You create entire fictionalized worlds in which you get to live for the time it takes to write a book.
Upside: It’s unbearably fun when you come up with a great book idea. When after very little thought, you already have a good sense of who your characters are, of their individual challenges, and even how things will end for them. You see the book soaring up the bestsellers lists; maybe even being made into a movie. You will write this book in half the time it has taken you to write the others. You are so excited to make it all happen that you don’t even bother mapping out the book. You just dive in and start writing in your toothpaste-stained sweatshirt, with a serious case of bed-head. At this point, you love your life. You think yourself incredibly lucky that someone is paying you to be a writer. Woo-hoo!

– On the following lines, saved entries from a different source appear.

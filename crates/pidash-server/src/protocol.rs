use pidash_core::{NormalizedMessage, TopicId};
use serde::{Deserialize, Serialize};
use serde_json::Value;

/// Frames sent by a dashboard page over the WebSocket.
#[derive(Clone, Debug, Deserialize, Serialize)]
#[serde(tag = "type", rename_all = "snake_case")]
pub enum ClientFrame {
    /// Register a widget with its internal-id subscriptions
    /// (`system.*`, `network.wifi.clients`, ...).
    Register {
        widget_id: String,
        subscriptions: Vec<String>,
    },
    /// Remove a widget; its subscriptions stop matching immediately.
    Unregister { widget_id: String },
    /// Publish a command to the broker on a wire topic
    /// (`weri/system/reboot`, `system/time/sync/command`).
    Publish { topic: String, payload: Value },
}

/// Frames sent to a dashboard page.
#[derive(Clone, Debug, Serialize, Deserialize)]
#[serde(tag = "type", rename_all = "snake_case")]
pub enum ServerFrame {
    /// A routed metric update for one internal topic.
    Update {
        topic: TopicId,
        data: NormalizedMessage,
    },
    /// Broker connectivity changed (also sent once on register).
    Connection { connected: bool },
    /// A request could not be honored.
    Error { message: String },
}

impl ServerFrame {
    pub fn to_json(&self) -> String {
        serde_json::to_string(self).unwrap_or_else(|_| {
            r#"{"type":"error","message":"frame serialization failed"}"#.to_owned()
        })
    }
}

#[cfg(test)]
mod tests {
    use super::*;
    use serde_json::json;

    #[test]
    fn register_frame_parses() {
        let frame: ClientFrame = serde_json::from_str(
            r#"{"type":"register","widget_id":"servermonitoring","subscriptions":["system.*"]}"#,
        )
        .unwrap();
        match frame {
            ClientFrame::Register {
                widget_id,
                subscriptions,
            } => {
                assert_eq!(widget_id, "servermonitoring");
                assert_eq!(subscriptions, vec!["system.*"]);
            }
            other => panic!("unexpected frame: {other:?}"),
        }
    }

    #[test]
    fn publish_frame_accepts_string_and_object_payloads() {
        let s: ClientFrame = serde_json::from_str(
            r#"{"type":"publish","topic":"weri/system/reboot","payload":"reboot"}"#,
        )
        .unwrap();
        assert!(matches!(s, ClientFrame::Publish { .. }));

        let o: ClientFrame = serde_json::from_value(json!({
            "type": "publish",
            "topic": "system/time/sync/command",
            "payload": {"action": "sync"}
        }))
        .unwrap();
        assert!(matches!(o, ClientFrame::Publish { .. }));
    }

    #[test]
    fn update_frame_shape() {
        let frame = ServerFrame::Update {
            topic: TopicId::new("system.temp.cpu"),
            data: NormalizedMessage::new(42.7, "42.7°C"),
        };
        let json: Value = serde_json::from_str(&frame.to_json()).unwrap();
        assert_eq!(json["type"], "update");
        assert_eq!(json["topic"], "system.temp.cpu");
        assert_eq!(json["data"]["formatted"], "42.7°C");
    }

    #[test]
    fn unknown_frame_type_is_an_error() {
        let result = serde_json::from_str::<ClientFrame>(r#"{"type":"subscribe"}"#);
        assert!(result.is_err());
    }
}
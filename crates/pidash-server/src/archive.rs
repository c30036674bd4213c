use std::path::{Path, PathBuf};

use chrono::{DateTime, Datelike, Utc};
use glob::glob;
use serde::Serialize;

/// One downloadable weekly CSV.
#[derive(Clone, Debug, Serialize)]
pub struct ArchiveFile {
    pub name: String,
    pub size: u64,
}

/// All files for one production week.
#[derive(Clone, Debug, Serialize)]
pub struct ArchiveGroup {
    pub year: i32,
    pub week: u32,
    pub files: Vec<ArchiveFile>,
}

/// Response body of the archive listing endpoint.
#[derive(Clone, Debug, Serialize)]
pub struct ArchiveListing {
    pub archives: Vec<ArchiveGroup>,
}

/// Extract (year, week) from a weekly CSV name like
/// `testergebnisse_2026_KW35.csv`. The year is any 2000-2099 token, the
/// week a `KW`/`W`-prefixed or bare 1-53 token.
fn parse_week(name: &str) -> Option<(i32, u32)> {
    let stem = name.strip_suffix(".csv").unwrap_or(name);
    let mut year: Option<i32> = None;
    let mut week: Option<u32> = None;

    for token in stem.split(|c: char| !c.is_ascii_alphanumeric()) {
        let digits = token.trim_start_matches(|c: char| c.is_ascii_alphabetic());
        let prefixed = digits.len() < token.len();
        if let Ok(n) = digits.parse::<u32>() {
            if !prefixed && (2000..2100).contains(&n) {
                year.get_or_insert(n as i32);
            } else if (1..=53).contains(&n) {
                let upper = token.to_ascii_uppercase();
                if upper.starts_with("KW") || upper.starts_with('W') || !prefixed {
                    week.get_or_insert(n);
                }
            }
        }
    }

    Some((year?, week?))
}

fn week_from_mtime(path: &Path) -> Option<(i32, u32)> {
    let modified = std::fs::metadata(path).ok()?.modified().ok()?;
    let dt: DateTime<Utc> = modified.into();
    let iso = dt.iso_week();
    Some((iso.year(), iso.week()))
}

/// Scan the archive directory for `*.csv` and group files by production
/// week, newest week first. Files that encode no week in their name fall
/// back to the week of their modification time.
pub fn list_archives(dir: &Path) -> ArchiveListing {
    let pattern = dir.join("*.csv");
    let mut groups: Vec<ArchiveGroup> = Vec::new();

    let paths = match glob(&pattern.to_string_lossy()) {
        Ok(paths) => paths,
        Err(err) => {
            tracing::warn!(dir = %dir.display(), error = %err, "bad archive glob");
            return ArchiveListing {
                archives: Vec::new(),
            };
        }
    };

    for path in paths.flatten() {
        let Some(name) = path.file_name().map(|n| n.to_string_lossy().into_owned()) else {
            continue;
        };
        let size = std::fs::metadata(&path).map(|m| m.len()).unwrap_or(0);
        let Some((year, week)) = parse_week(&name).or_else(|| week_from_mtime(&path)) else {
            continue;
        };

        let file = ArchiveFile { name, size };
        match groups
            .iter_mut()
            .find(|g| g.year == year && g.week == week)
        {
            Some(group) => group.files.push(file),
            None => groups.push(ArchiveGroup {
                year,
                week,
                files: vec![file],
            }),
        }
    }

    for group in &mut groups {
        group.files.sort_by(|a, b| a.name.cmp(&b.name));
    }
    groups.sort_by(|a, b| (b.year, b.week).cmp(&(a.year, a.week)));

    ArchiveListing { archives: groups }
}

/// Resolve a requested file name inside the archive directory. Rejects
/// anything that could escape the directory or is not a CSV.
pub fn resolve_archive(dir: &Path, name: &str) -> Option<PathBuf> {
    if name.contains('/') || name.contains('\\') || name.contains("..") {
        return None;
    }
    if !name.ends_with(".csv") {
        return None;
    }
    let path = dir.join(name);
    path.is_file().then_some(path)
}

Downside: This lasts for about the first chapter. Then you realize that, knowing your beginning and knowing your end are just brackets that frame a big problem: you’ve got no plot. A plot is the life you give to your characters and the journey you take them on. But you can’t give your characters a life when you don’t really know them. And like people, characters in books are hard to get to know. Trying to force a plot is like trying to pull out your own tooth with a pair of pliers. Surely it’s best then to just let a plot closely mirror life? It just flows on from some place where it begins… But the story of your own real life has a slow unfolding every day. Sometimes not much happens. Sometimes you go nowhere. But if nothing much happens in your plot, and it’s going nowhere, then, alas, so is your career. Despite the theoretically fabulous process of writing a book, by the time you finally write the words The End, you realize you have never been more relieved by anything in your life – except when you wrote your other two books, and the memory of that is still so traumatic that you’ve never re-read them since they got published. But then an odd thing happens. A tiny part of you knows you will miss laboring over that book because when every time you read it, it makes you laugh and cry in all the right places – where you imagine your readers will laugh and cry too. To care so passionately about the lives and loves and heartbreaks of people who don’t even exist, yet can reduce you to such extremes of your emotions, feels like your own best measure of success. And then you realize that must make you slightly off your head. There surely has to be a less madcap way to earn a living.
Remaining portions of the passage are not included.